Les entreprises investissent depuis des décennies dans des machines, des systèmes informatiques et des bureaux bien conçus. Tous les quelques années, le parc technologique est renouvelé, le logiciel est mis à jour et l’espace de travail est repensé pour améliorer l’ergonomie et la productivité. Ce qui entre rarement dans ce budget, et quasiment jamais de manière systématique, c’est l’organe qui soutient réellement l’ensemble de l’organisation : le cerveau des personnes qui décident, négocient et exécutent.
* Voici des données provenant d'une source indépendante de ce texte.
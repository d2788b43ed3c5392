use std::{net::SocketAddr, sync::Arc, time::Duration};

use conduit_common::{
    Signal,
    clock::Clock,
    config::{RelayConfig, defaults},
    incoming, internal, outgoing,
};
use conduit_delivery::DeliveryQueue;
use tokio::{
    io::{AsyncBufReadExt, AsyncRead, AsyncReadExt, AsyncWrite, AsyncWriteExt, BufReader},
    sync::broadcast,
};

use crate::{
    command::Command,
    error::SessionError,
    machine::{Action, Machine},
    response::Reply,
    state::State,
    transform::Transformer,
    verify::Verifier,
};

/// Longest command line accepted, terminator included
const MAX_COMMAND_LINE: usize = 4096;

/// Message data is read in pieces of at most this many bytes, so an
/// unterminated line cannot grow without bound
const DATA_CHUNK: usize = 64 * 1024;

#[derive(Debug)]
pub struct SessionConfig {
    pub banner: String,
    pub max_message_size: usize,
    pub command_timeout: Duration,
    pub verifier: Verifier,
    pub transformer: Transformer,
}

impl SessionConfig {
    /// Create a new `SessionConfig` builder
    #[must_use]
    pub fn builder(verifier: Verifier, transformer: Transformer) -> SessionConfigBuilder {
        SessionConfigBuilder {
            banner: defaults::BANNER.to_string(),
            max_message_size: defaults::MAX_MESSAGE_SIZE,
            command_timeout: Duration::from_secs(defaults::COMMAND_TIMEOUT_SECS),
            verifier,
            transformer,
        }
    }

    /// Session settings for a validated relay configuration
    pub fn from_relay(config: &RelayConfig, clock: Arc<dyn Clock>) -> Self {
        Self::builder(
            Verifier::new(config.domains.iter().cloned(), config.subnets.iter().copied()),
            Transformer::new(config.from_address.as_str(), clock),
        )
        .with_banner(config.banner.clone())
        .with_max_message_size(config.smtp.max_message_size)
        .with_command_timeout(config.smtp.command_timeout)
        .build()
    }
}

/// Builder for `SessionConfig`
#[derive(Debug)]
pub struct SessionConfigBuilder {
    banner: String,
    max_message_size: usize,
    command_timeout: Duration,
    verifier: Verifier,
    transformer: Transformer,
}

impl SessionConfigBuilder {
    /// Set the hostname announced in the greeting
    #[must_use]
    pub fn with_banner(mut self, banner: String) -> Self {
        self.banner = banner;
        self
    }

    /// Set the largest message accepted, advertised via `SIZE`
    #[must_use]
    pub const fn with_max_message_size(mut self, max_message_size: usize) -> Self {
        self.max_message_size = max_message_size;
        self
    }

    /// Set how long a client may stay silent before being disconnected
    #[must_use]
    pub const fn with_command_timeout(mut self, command_timeout: Duration) -> Self {
        self.command_timeout = command_timeout;
        self
    }

    #[must_use]
    pub fn build(self) -> SessionConfig {
        SessionConfig {
            banner: self.banner,
            max_message_size: self.max_message_size,
            command_timeout: self.command_timeout,
            verifier: self.verifier,
            transformer: self.transformer,
        }
    }
}

enum Read {
    Line(Vec<u8>),
    Eof,
    Shutdown,
    Timeout,
}

/// Read up to and including the next `\n`, or `limit` bytes, whichever comes
/// first.
async fn read_line<Stream: AsyncRead + Unpin>(
    stream: &mut BufReader<Stream>,
    limit: usize,
    timeout: Duration,
    signal: &mut broadcast::Receiver<Signal>,
) -> Result<Read, SessionError> {
    let read = async {
        let mut line = Vec::new();
        let len = (&mut *stream)
            .take(limit as u64)
            .read_until(b'\n', &mut line)
            .await?;
        Ok::<_, std::io::Error>((len, line))
    };

    tokio::select! {
        _ = signal.recv() => Ok(Read::Shutdown),
        result = tokio::time::timeout(timeout, read) => match result {
            Err(_) => Ok(Read::Timeout),
            Ok(Ok((0, _))) => Ok(Read::Eof),
            Ok(Ok((_, line))) => Ok(Read::Line(line)),
            Ok(Err(err)) => Err(err.into()),
        }
    }
}

pub struct Session<Stream: AsyncRead + AsyncWrite + Unpin + Send> {
    peer: SocketAddr,
    stream: BufReader<Stream>,
    machine: Machine,
    queue: DeliveryQueue,
    command_timeout: Duration,
    max_message_size: usize,
}

impl<Stream: AsyncRead + AsyncWrite + Unpin + Send> Session<Stream> {
    pub fn new(
        stream: Stream,
        peer: SocketAddr,
        config: Arc<SessionConfig>,
        queue: DeliveryQueue,
    ) -> Self {
        Self {
            peer,
            stream: BufReader::new(stream),
            command_timeout: config.command_timeout,
            max_message_size: config.max_message_size,
            machine: Machine::new(peer.ip(), config),
            queue,
        }
    }

    /// Talk to the client until it quits, disconnects, times out or the relay
    /// shuts down.
    ///
    /// # Errors
    /// If the connection fails or the client times out
    pub async fn run(
        mut self,
        mut signal: broadcast::Receiver<Signal>,
    ) -> Result<(), SessionError> {
        internal!(level = DEBUG, peer = %self.peer, "Connected");

        let result = self.serve(&mut signal).await;

        internal!(
            level = DEBUG,
            peer = %self.peer,
            state = %self.machine.state(),
            "Connection closed"
        );

        result
    }

    async fn serve(
        &mut self,
        signal: &mut broadcast::Receiver<Signal>,
    ) -> Result<(), SessionError> {
        let greeting = self.machine.greet();
        self.send(&greeting).await?;

        loop {
            let read = read_line(
                &mut self.stream,
                MAX_COMMAND_LINE,
                self.command_timeout,
                signal,
            )
            .await?;
            let line = match read {
                Read::Line(line) => line,
                interrupted => return self.interrupted(interrupted).await,
            };

            if line.len() >= MAX_COMMAND_LINE && !line.ends_with(b"\n") {
                let reply = self.machine.line_too_long();
                return self.send(&reply).await;
            }

            let command = Command::try_from(line.as_slice()).unwrap_or_else(|invalid| invalid);
            incoming!(peer = %self.peer, "{command}");

            match self.machine.command(command) {
                Action::Reply(reply) => self.send(&reply).await?,
                Action::Close(reply) => return self.send(&reply).await,
                Action::Enqueue(envelope) => {
                    let reply = self.enqueue(*envelope);
                    self.send(&reply).await?;
                }
            }

            if self.machine.state() == State::DataReceiving {
                self.receive_data(signal).await?;
                if self.machine.state().is_closed() {
                    return Ok(());
                }
            }
        }
    }

    /// Read message data up to the terminating `.` line, undoing dot-stuffing.
    ///
    /// Data past the size limit is read and thrown away so the client gets
    /// its reply only once it has finished sending.
    async fn receive_data(
        &mut self,
        signal: &mut broadcast::Receiver<Signal>,
    ) -> Result<(), SessionError> {
        let mut message = Vec::new();
        let mut oversized = false;
        let mut line_start = true;

        loop {
            let read =
                read_line(&mut self.stream, DATA_CHUNK, self.command_timeout, signal).await?;
            let chunk = match read {
                Read::Line(chunk) => chunk,
                interrupted => return self.interrupted(interrupted).await,
            };

            if line_start && (chunk == b".\r\n" || chunk == b".\n") {
                break;
            }

            let data = if line_start && chunk.starts_with(b".") {
                &chunk[1..]
            } else {
                &chunk[..]
            };
            line_start = chunk.ends_with(b"\n");

            if oversized || message.len() + data.len() > self.max_message_size {
                oversized = true;
            } else {
                message.extend_from_slice(data);
            }
        }

        incoming!(peer = %self.peer, bytes = message.len(), oversized, "Message data received");

        let reply = match self.machine.data_complete(&message, oversized) {
            Action::Enqueue(envelope) => self.enqueue(*envelope),
            Action::Reply(reply) | Action::Close(reply) => reply,
        };

        self.send(&reply).await
    }

    fn enqueue(&mut self, envelope: conduit_common::envelope::Envelope) -> Reply {
        let result = self.queue.enqueue(envelope);
        self.machine.enqueued(result)
    }

    /// Wind down after a read that produced no data.
    async fn interrupted(&mut self, read: Read) -> Result<(), SessionError> {
        match read {
            Read::Line(_) | Read::Eof => {
                self.machine.shutdown();
                Ok(())
            }
            Read::Shutdown => {
                let reply = self.machine.shutdown();
                self.send(&reply).await
            }
            Read::Timeout => {
                internal!(
                    level = WARN,
                    peer = %self.peer,
                    state = %self.machine.state(),
                    timeout_secs = self.command_timeout.as_secs(),
                    "Client connection timed out"
                );
                let reply = self.machine.timeout();
                self.send(&reply).await?;
                Err(SessionError::Timeout(self.command_timeout))
            }
        }
    }

    async fn send(&mut self, reply: &Reply) -> Result<(), SessionError> {
        let rendered = reply.to_string();
        outgoing!(peer = %self.peer, "{}", rendered.trim_end());

        let stream = self.stream.get_mut();
        stream.write_all(rendered.as_bytes()).await?;
        stream.flush().await?;
        Ok(())
    }
}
Marta Romo pointe du doigt un sujet crucial dans Entraîne ton cerveau : le cerveau ne se dégrade pas inéluctablement avec l’âge. Grâce à la neuroplasticité, il continue à générer de nouveaux neurones et connexions tout au long de la vie, même à 50, 60 ou 70 ans. S’il se détériore, la cause est presque rarement le simple passage du temps, mais plutôt l’utilisation que nous en faisons au quotidien. Mal dormir, enchaîner les réunions sans pause ou être constamment distrait par des notifications a un coût mesurable sur la capacité de penser clairement — un coût qui n’apparaît sur aucun rapport de résultats, bien qu’il conditionne tous les autres.
Dans le tissu entrepreneurial espagnol et latino-américain, où l’expérience accumulée des cadres et des gestionnaires intermédiaires a tant de poids, cette idée cesse d’être une curiosité de vulgarisation scientifique pour devenir un enjeu de gestion. Un cerveau soumis à un stress soutenu, avec un déficit de sommeil et bombardé par des interruptions digitales constantes, perd son agilité à détecter des schémas complexes, à générer des alternatives au-delà de l’évident et à maintenir la distance émotionnelle nécessaire lorsque la négociation se complique ou qu’un projet déraille. Ce n’est pas un problème qui reste dans le domaine personnel : cela se traduit par des décisions plus lentes ou erratiques, par une capacité d’innovation réduite et, avec le temps, par un climat d’équipe affecté sans que quiconque puisse indiquer exactement pourquoi.
Le livre organise une grande partie de ses recommandations autour de ce que Romo appelle l’Agenda Arc-en-ciel, un schéma de sept éléments qui s’appuient les uns sur les autres : un repos de qualité, la capacité de concentration soutenue, des moments de silence sans stimuli externes, le jeu, l’activité physique, des liens sociaux significatifs et une gestion émotionnelle qui ne dépend pas de l’extinction constante d’incendies. Aucun de ces éléments n’est en soi une nouveauté — nous avons tous entendu parler de l’importance de bien dormir ou de faire de l’exercice. Ce que Romo apporte, c’est l’insistance sur le fait qu’ils fonctionnent comme un système, non comme une liste de tâches isolées : dormir huit heures n’est d’aucune utilité si le reste de la journée se déroule en mode alerte permanente, tout comme faire du sport n’est d’aucune utilité si l’on n’a jamais un véritable moment de silence pour que l’esprit puisse traiter ce qu’il a accumulé.
Ce dernier point — le silence, le temps sans stimuli — est souvent celui qui choque le plus dans un environnement directeur habitué à mesurer la valeur en heures occupées. Romo défend justement l’idée opposée : les moments d’inactivité apparente sont ceux où le cerveau consolide des informations complexes et connecte des idées que l’activité constante ne lui permet pas de traiter. Ce n’est pas du temps perdu ; c’est là que se concocte une grande partie de ce qui sera ensuite présenté comme intuition ou bon jugement.
Il existe en outre un argument spécifique au contexte ibéro-américain, où le talent senior reste un actif central grâce à son expérience accumulée. Selon Romo, maintenir la clarté mentale au-delà de 50 ans dépend beaucoup moins de la génétique que nous ne le supposons, et beaucoup plus de ces habitudes soutenues dans le temps.
En fin de compte, l’idée principale est simple à énoncer et bien plus difficile à appliquer de manière constante : protéger le cerveau n’est pas un caprice de bien-être au travail qui se limite à un atelier ponctuel. C’est, au sens littéral, le moyen de continuer à prendre de bonnes décisions quand cela est le plus nécessaire.